# Data from: Solution of the Generalized Noah's Ark Problem

## Citation

Billionnet, Alain (2012), Data from: Solution of the Generalized Noah's Ark Problem, Dryad, Dataset, https://doi.org/10.5061/dryad.7q804

## Abstract

The phylogenetic diversity (PD) of a set of species is a measure of the evolutionary distance among the species in the collection, based on a phylogenetic tree. Such a tree is composed of a root, of internal nodes and of leaves that correspond to the set of taxa under study. With each edge of the tree is associated a non-negative branch length (evolutionary distance). If a particular survival probability is associated with each taxon, the PD measure becomes the expected PD measure. In the Noah’s Ark Problem (NAP) introduced by Weitzman (1998), these survival probabilities can be increased at some cost. The problem is to determine how best to allocate a limited amount of resources to maximize the expected PD of the considered species. It is easy to formulate the NAP as a (difficult) nonlinear 0-1 programming problem. The aim of this article is to show that a general version of the NAP (GNAP) can be solved simply and efficiently with any set of edge weights and any set of survival probabilities by using standard mixed-integer linear programming software. The crucial point to move from a nonlinear program in binary variables to a mixed-integer linear program, is to approximate the logarithmic function by the lower envelope of a set of tangents to the curve. Solving the obtained mixed-integer linear program provides not only a near-optimal solution but also an upper bound on the value of the optimal solution. We also applied this approach to a generalization of the Nature Reserve Problem (GNRP) that consists of selecting a set of regions to be conserved so that the expected phylogenetic diversity of the set of species present in these regions is maximized.
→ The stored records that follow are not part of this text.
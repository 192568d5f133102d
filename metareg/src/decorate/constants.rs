// Copyright 2019-2021 Parity Technologies (UK) Ltd.
// This file is part of metareg.
//
// metareg is free software: you can redistribute it and/or modify
// it under the terms of the GNU General Public License as published by
// the Free Software Foundation, either version 3 of the License, or
// (at your option) any later version.
//
// metareg is distributed in the hope that it will be useful,
// but WITHOUT ANY WARRANTY; without even the implied warranty of
// MERCHANTABILITY or FITNESS FOR A PARTICULAR PURPOSE.  See the
// GNU General Public License for more details.
//
// You should have received a copy of the GNU General Public License
// along with metareg.  If not, see <http://www.gnu.org/licenses/>.

use super::decode_all;
use crate::Error;
use metareg_core::{metadata::PalletMetadata, Metadata, TypeId, Value};
use std::sync::Arc;

#[derive(Debug, Clone)]
pub struct ConstantItem {
	metadata: Arc<Metadata>,
	pub pallet: String,
	pub name: String,
	pub ty: TypeId,
	pub value: Vec<u8>,
	pub docs: Vec<String>,
}

pub(super) fn decorate(metadata: &Arc<Metadata>, pallet: &PalletMetadata) -> Vec<ConstantItem> {
	pallet
		.constants
		.iter()
		.map(|c| ConstantItem {
			metadata: metadata.clone(),
			pallet: pallet.name.clone(),
			name: c.name.clone(),
			ty: c.ty,
			value: c.value.clone(),
			docs: c.docs.clone(),
		})
		.collect()
}

impl ConstantItem {
	pub fn decode(&self) -> Result<Value<TypeId>, Error> {
		decode_all(&self.metadata, self.ty, &self.value)
	}
}
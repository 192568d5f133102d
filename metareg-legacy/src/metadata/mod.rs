// Copyright 2019-2021 Parity Technologies (UK) Ltd.
// This file is part of metareg.
//
// metareg is free software: you can redistribute it and/or modify
// it under the terms of the GNU General Public License as published by
// the Free Software Foundation, either version 3 of the License, or
// (at your option) any later version.
//
// metareg is distributed in the hope that it will be useful,
// but WITHOUT ANY WARRANTY; without even the implied warranty of
// MERCHANTABILITY or FITNESS FOR A PARTICULAR PURPOSE.  See the
// GNU General Public License for more details.
//
// You should have received a copy of the GNU General Public License
// along with metareg.  If not, see <http://www.gnu.org/licenses/>.

/*!
Convert V11, V12 and V13 metadata into the same [`Metadata`] that V14+ metadata decodes to.

Legacy metadata describes types only by their Rust names, so every name is resolved through
[`Definitions`] into a freshly built [`Lookup`]. Alongside the named types, we synthesize what
V14 metadata would have provided: a variant type for the calls, events and errors of each
module, and outer `Call`, `Event` and `RuntimeError` enums wrapping those.
*/

mod version_11;
mod version_12;
mod version_13;

use crate::{
	builder::{TypeBuilder, TypeError},
	definitions::Definitions,
	LegacyError,
};
use codec::Decode;
use frame_metadata::{decode_different::DecodeDifferent, RuntimeMetadata, RuntimeMetadataPrefixed, META_RESERVED};
use metareg_common::StorageHasher;
use metareg_core::{
	lookup::{Field, Lookup, TypeDef, VariantDef},
	metadata::{
		ConstantMetadata, ExtrinsicMetadata, OuterEnums, PalletMetadata, PalletStorage, SignedExtensionMetadata,
		StorageEntryMetadata, StorageEntryModifier, StorageEntryType,
	},
	Metadata, TypeId,
};
use std::collections::HashMap;

/// Decode SCALE encoded metadata of any version we support. Legacy metadata
/// resolves its type names through `definitions`.
pub fn from_bytes(bytes: &[u8], definitions: &Definitions) -> Result<Metadata, LegacyError> {
	let meta = RuntimeMetadataPrefixed::decode(&mut &*bytes)?;
	if meta.0 != META_RESERVED {
		return Err(LegacyError::InvalidPrefix);
	}
	from_runtime_metadata(meta.1, definitions)
}

/// Convert runtime metadata into our Metadata. V14 and V15 metadata carries its own
/// types, so `definitions` are only consulted for V11 to V13.
pub fn from_runtime_metadata(metadata: RuntimeMetadata, definitions: &Definitions) -> Result<Metadata, LegacyError> {
	match metadata {
		RuntimeMetadata::V11(meta) => {
			log::trace!("V11 metadata found.");
			version_11::decode(meta, definitions)
		}
		RuntimeMetadata::V12(meta) => {
			log::trace!("V12 metadata found.");
			version_12::decode(meta, definitions)
		}
		RuntimeMetadata::V13(meta) => {
			log::trace!("V13 metadata found.");
			version_13::decode(meta, definitions)
		}
		current @ (RuntimeMetadata::V14(_) | RuntimeMetadata::V15(_)) => Ok(Metadata::from_runtime_metadata(current)?),
		unsupported => Err(LegacyError::UnsupportedVersion(unsupported.version())),
	}
}

fn convert<B: 'static, O: 'static>(dd: DecodeDifferent<B, O>) -> Result<O, LegacyError> {
	match dd {
		DecodeDifferent::Decoded(value) => Ok(value),
		_ => Err(LegacyError::ExpectedDecoded),
	}
}

// What each legacy version is converted to before types are resolved. Names are
// still exactly as the metadata gives them.

struct Module {
	name: String,
	/// Not present before V12.
	index: Option<u8>,
	storage: Option<ModuleStorage>,
	calls: Option<Vec<Function>>,
	events: Option<Vec<Event>>,
	constants: Vec<Constant>,
	errors: Vec<ModuleError>,
}

struct ModuleStorage {
	prefix: String,
	entries: Vec<StorageEntry>,
}

struct StorageEntry {
	name: String,
	modifier: StorageEntryModifier,
	ty: StorageEntryKind,
	default: Vec<u8>,
	docs: Vec<String>,
}

enum StorageEntryKind {
	Plain(String),
	/// Every map flavour: one key per hasher.
	Map { hashers: Vec<StorageHasher>, keys: Vec<String>, value: String },
}

struct Function {
	name: String,
	arguments: Vec<(String, String)>,
	docs: Vec<String>,
}

struct Event {
	name: String,
	arguments: Vec<String>,
	docs: Vec<String>,
}

struct Constant {
	name: String,
	ty: String,
	value: Vec<u8>,
	docs: Vec<String>,
}

struct ModuleError {
	name: String,
	docs: Vec<String>,
}

struct Extrinsic {
	version: u8,
	signed_extensions: Vec<String>,
}

/// The types that a signed extension adds to the extrinsic and to the signer payload.
fn signed_extension_types(identifier: &str) -> (&'static str, &'static str) {
	match identifier {
		"CheckSpecVersion" | "CheckTxVersion" | "CheckVersion" => ("()", "u32"),
		"CheckGenesis" => ("()", "Hash"),
		"CheckMortality" | "CheckEra" => ("Era", "Hash"),
		"CheckNonce" => ("Compact<Index>", "()"),
		"ChargeTransactionPayment" => ("Compact<Balance>", "()"),
		"CheckWeight" | "CheckNonZeroSender" | "CheckBlockGasLimit" | "PrevalidateAttests" | "LockStakingStatus"
		| "ValidateDoubleVoteReports" | "RestrictFunctionality" | "LimitParathreadCommits" => ("()", "()"),
		other => {
			log::warn!("Unknown signed extension {}; assuming it adds nothing to the extrinsic", other);
			("()", "()")
		}
	}
}

/// Resolve a name, standing in a placeholder if nothing defines it. One unknown type
/// shouldn't make the rest of the metadata unusable.
fn resolve(builder: &mut TypeBuilder, ty: &str) -> Result<TypeId, LegacyError> {
	match builder.resolve(ty) {
		Ok(id) => Ok(id),
		Err(TypeError::UnknownType(_) | TypeError::Parse(_)) => Ok(builder.placeholder(ty)),
		Err(e) => Err(e.into()),
	}
}

/// Index and event index of each module. From V12 both are the module index. Before that,
/// calls are indexed by position among the modules that have calls, and events by
/// position among the modules that have events; modules without either are numbered after those.
fn module_indexes(modules: &[Module]) -> Vec<(u8, u8)> {
	let with_calls = modules.iter().filter(|m| m.calls.is_some()).count();
	let with_events = modules.iter().filter(|m| m.events.is_some()).count();
	let (mut calls, mut no_calls, mut events, mut no_events) = (0, with_calls, 0, with_events);
	modules
		.iter()
		.map(|m| match m.index {
			Some(index) => (index, index),
			None => (
				if m.calls.is_some() { take(&mut calls) } else { take(&mut no_calls) },
				if m.events.is_some() { take(&mut events) } else { take(&mut no_events) },
			),
		})
		.collect()
}

fn take(counter: &mut usize) -> u8 {
	let index = *counter as u8;
	*counter += 1;
	index
}

fn into_metadata(
	version: u32,
	modules: Vec<Module>,
	extrinsic: Extrinsic,
	definitions: &Definitions,
) -> Result<Metadata, LegacyError> {
	let mut lookup = Lookup::new();
	let mut cache = HashMap::new();
	let mut builder = TypeBuilder::new(&mut lookup, &mut cache).with_definitions(definitions);

	// Calls may contain calls (`Box<<T as Trait>::Call>`) and event records refer to the
	// outer event, so both exist before anything else is resolved.
	let outer_call = builder.reserve("Call");
	let outer_event = builder.reserve("Event");

	let indexes = module_indexes(&modules);
	let mut pallets = Vec::with_capacity(modules.len());
	for (module, (index, event_index)) in modules.into_iter().zip(indexes) {
		pallets.push(pallet(&mut builder, module, index, event_index)?);
	}

	let wrap = |pallet: &PalletMetadata, ty: Option<TypeId>, index: u8| {
		ty.map(|ty| VariantDef::new(pallet.name.as_str(), index, vec![Field::unnamed(ty)]))
	};
	let calls = pallets.iter().filter_map(|p| wrap(p, p.calls, p.index)).collect();
	let events = pallets.iter().filter_map(|p| wrap(p, p.event, p.event_index)).collect();
	let errors = pallets.iter().filter_map(|p| wrap(p, p.error, p.index)).collect();
	builder.fill(outer_call, TypeDef::Variant(calls))?;
	builder.fill(outer_event, TypeDef::Variant(events))?;
	let outer_error = builder.add(vec!["RuntimeError".into()], TypeDef::Variant(errors));

	let mut signed_extensions = Vec::with_capacity(extrinsic.signed_extensions.len());
	for identifier in extrinsic.signed_extensions {
		let (ty, additional_signed) = signed_extension_types(&identifier);
		let ty = resolve(&mut builder, ty)?;
		let additional_signed = resolve(&mut builder, additional_signed)?;
		signed_extensions.push(SignedExtensionMetadata { identifier, ty, additional_signed });
	}
	let extra_ty = builder.add(vec![], TypeDef::Tuple(signed_extensions.iter().map(|e| e.ty).collect()));
	let extrinsic = ExtrinsicMetadata {
		version: extrinsic.version,
		address_ty: Some(resolve(&mut builder, "Address")?),
		call_ty: Some(outer_call),
		signature_ty: Some(resolve(&mut builder, "ExtrinsicSignature")?),
		extra_ty: Some(extra_ty),
		signed_extensions,
	};
	let outer_enums = OuterEnums { call: Some(outer_call), event: Some(outer_event), error: Some(outer_error) };

	Ok(Metadata::from_parts(version, lookup, pallets, extrinsic, Vec::new(), outer_enums)?)
}

fn pallet(builder: &mut TypeBuilder, module: Module, index: u8, event_index: u8) -> Result<PalletMetadata, LegacyError> {
	let path = |kind: &str| vec![module.name.clone(), kind.to_string()];

	let calls = match &module.calls {
		Some(calls) => {
			let mut variants = Vec::with_capacity(calls.len());
			for (i, call) in calls.iter().enumerate() {
				let mut fields = Vec::with_capacity(call.arguments.len());
				for (name, ty) in &call.arguments {
					fields.push(Field::named(name.as_str(), resolve(builder, ty)?).with_type_name(ty.as_str()));
				}
				variants.push(VariantDef { name: call.name.clone(), index: i as u8, fields, docs: call.docs.clone() });
			}
			Some(builder.add(path("Call"), TypeDef::Variant(variants)))
		}
		None => None,
	};

	let event = match &module.events {
		Some(events) => {
			let mut variants = Vec::with_capacity(events.len());
			for (i, event) in events.iter().enumerate() {
				let mut fields = Vec::with_capacity(event.arguments.len());
				for ty in &event.arguments {
					fields.push(Field::unnamed(resolve(builder, ty)?).with_type_name(ty.as_str()));
				}
				variants.push(VariantDef { name: event.name.clone(), index: i as u8, fields, docs: event.docs.clone() });
			}
			Some(builder.add(path("Event"), TypeDef::Variant(variants)))
		}
		None => None,
	};

	let error = if module.errors.is_empty() {
		None
	} else {
		let variants = module
			.errors
			.iter()
			.enumerate()
			.map(|(i, e)| VariantDef { name: e.name.clone(), index: i as u8, fields: Vec::new(), docs: e.docs.clone() })
			.collect();
		Some(builder.add(path("Error"), TypeDef::Variant(variants)))
	};

	let storage = match module.storage {
		Some(storage) => {
			let mut entries = Vec::with_capacity(storage.entries.len());
			for entry in storage.entries {
				entries.push(storage_entry(builder, entry)?);
			}
			Some(PalletStorage { prefix: storage.prefix, entries })
		}
		None => None,
	};

	let mut constants = Vec::with_capacity(module.constants.len());
	for constant in module.constants {
		let ty = resolve(builder, &constant.ty)?;
		constants.push(ConstantMetadata { name: constant.name, ty, value: constant.value, docs: constant.docs });
	}

	Ok(PalletMetadata {
		name: module.name,
		index,
		event_index,
		storage,
		calls,
		event,
		error,
		constants,
		docs: Vec::new(),
	})
}

fn storage_entry(builder: &mut TypeBuilder, entry: StorageEntry) -> Result<StorageEntryMetadata, LegacyError> {
	let ty = match entry.ty {
		StorageEntryKind::Plain(ty) => StorageEntryType::Plain(resolve(builder, &ty)?),
		StorageEntryKind::Map { hashers, keys, value } => {
			let mut key_tys = Vec::with_capacity(keys.len());
			for key in &keys {
				key_tys.push(resolve(builder, key)?);
			}
			let key = match key_tys.as_slice() {
				[key] => *key,
				_ => builder.add(vec![], TypeDef::Tuple(key_tys)),
			};
			StorageEntryType::Map { hashers, key, value: resolve(builder, &value)? }
		}
	};
	Ok(StorageEntryMetadata { name: entry.name, modifier: entry.modifier, ty, default: entry.default, docs: entry.docs })
}
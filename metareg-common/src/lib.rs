// Copyright 2019-2021 Parity Technologies (UK) Ltd.
// This file is part of metareg.
//
// metareg is free software: you can redistribute it and/or modify
// it under the terms of the GNU General Public License as published by
// the Free Software Foundation, either version 3 of the License, or
// (at your option) any later version.
//
// metareg is distributed in the hope that it will be useful,
// but WITHOUT ANY WARRANTY; without even the implied warranty of
// MERCHANTABILITY or FITNESS FOR A PARTICULAR PURPOSE.  See the
// GNU General Public License for more details.
//
// You should have received a copy of the GNU General Public License
// along with metareg.  If not, see <http://www.gnu.org/licenses/>.

//! Common types shared between the current and legacy metadata crates.

#![forbid(unsafe_code)]
use serde::{Deserialize, Serialize};

pub use sp_crypto_hashing::{blake2_128, blake2_256, twox_128, twox_256, twox_64};

/// Spec Version type defined in the runtime of a chain.
pub type SpecVersion = u32;

/// The hashers a storage map can use for its keys. Identical across every
/// metadata version we understand.
#[derive(Debug, Clone, Copy, PartialEq, Eq, Hash, Serialize, Deserialize, derive_more::Display)]
pub enum StorageHasher {
	Blake2_128,
	Blake2_256,
	Blake2_128Concat,
	Twox128,
	Twox256,
	Twox64Concat,
	Identity,
}

impl StorageHasher {
	/// Number of hash bytes that precede the (optional) raw key.
	pub fn hash_len(&self) -> usize {
		match self {
			StorageHasher::Blake2_128 | StorageHasher::Twox128 | StorageHasher::Blake2_128Concat => 16,
			StorageHasher::Blake2_256 | StorageHasher::Twox256 => 32,
			StorageHasher::Twox64Concat => 8,
			StorageHasher::Identity => 0,
		}
	}

	/// Whether the SCALE encoded key follows the hash, making the key recoverable.
	pub fn is_concat(&self) -> bool {
		matches!(self, StorageHasher::Blake2_128Concat | StorageHasher::Twox64Concat | StorageHasher::Identity)
	}

	/// Hash some SCALE encoded key bytes.
	pub fn hash(&self, encoded: &[u8]) -> Vec<u8> {
		match self {
			StorageHasher::Blake2_128 => blake2_128(encoded).to_vec(),
			StorageHasher::Blake2_256 => blake2_256(encoded).to_vec(),
			StorageHasher::Blake2_128Concat => [&blake2_128(encoded)[..], encoded].concat(),
			StorageHasher::Twox128 => twox_128(encoded).to_vec(),
			StorageHasher::Twox256 => twox_256(encoded).to_vec(),
			StorageHasher::Twox64Concat => [&twox_64(encoded)[..], encoded].concat(),
			StorageHasher::Identity => encoded.to_vec(),
		}
	}
}

/// `twox_128(pallet) ++ twox_128(entry)`: the root of every storage key.
pub fn storage_prefix(pallet: &str, entry: &str) -> [u8; 32] {
	let mut out = [0u8; 32];
	out[..16].copy_from_slice(&twox_128(pallet.as_bytes()));
	out[16..].copy_from_slice(&twox_128(entry.as_bytes()));
	out
}
// Copyright 2019-2021 Parity Technologies (UK) Ltd.
// This file is part of metareg.
//
// metareg is free software: you can redistribute it and/or modify
// it under the terms of the GNU General Public License as published by
// the Free Software Foundation, either version 3 of the License, or
// (at your option) any later version.
//
// metareg is distributed in the hope that it will be useful,
// but WITHOUT ANY WARRANTY; without even the implied warranty of
// MERCHANTABILITY or FITNESS FOR A PARTICULAR PURPOSE.  See the
// GNU General Public License for more details.
//
// You should have received a copy of the GNU General Public License
// along with metareg.  If not, see <http://www.gnu.org/licenses/>.

//! Decode and encode SCALE values, extrinsics and storage keys for substrate based chains,
//! driven entirely by the type information in V14+ metadata.
//!
//! - [`lookup`] holds the type information itself, addressed by [`TypeId`].
//! - [`value`] and [`codec`] turn SCALE bytes into [`Value`]s and back again.
//! - [`metadata`] normalizes the metadata of a runtime into one shape.
//! - [`decoder`] and [`encoder`] deal with extrinsics, signer payloads and storage keys.

pub mod codec;
pub mod decoder;
pub mod encoder;
pub mod lookup;
pub mod metadata;
pub mod value;

#[cfg(test)]
mod test_utils;

pub use lookup::{Lookup, TypeId};
pub use metadata::Metadata;
pub use value::{Value, ValueDef};

/// A re-export of the [`scale_info`] crate, since V14+ metadata hands its types to us in that form.
pub use scale_info;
In this case, the survival probabilities of different taxa are not independent of each other. Computational results are presented to illustrate potentialities of the approach. Near-optimal solutions with hypothetical phylogenetic trees comprising about 4,000 taxa are obtained in a few seconds or minutes of computing time for the GNAP, and in about 30 minutes for the GNRP. In all the cases the average guarantee varies from 0% to 1.20%.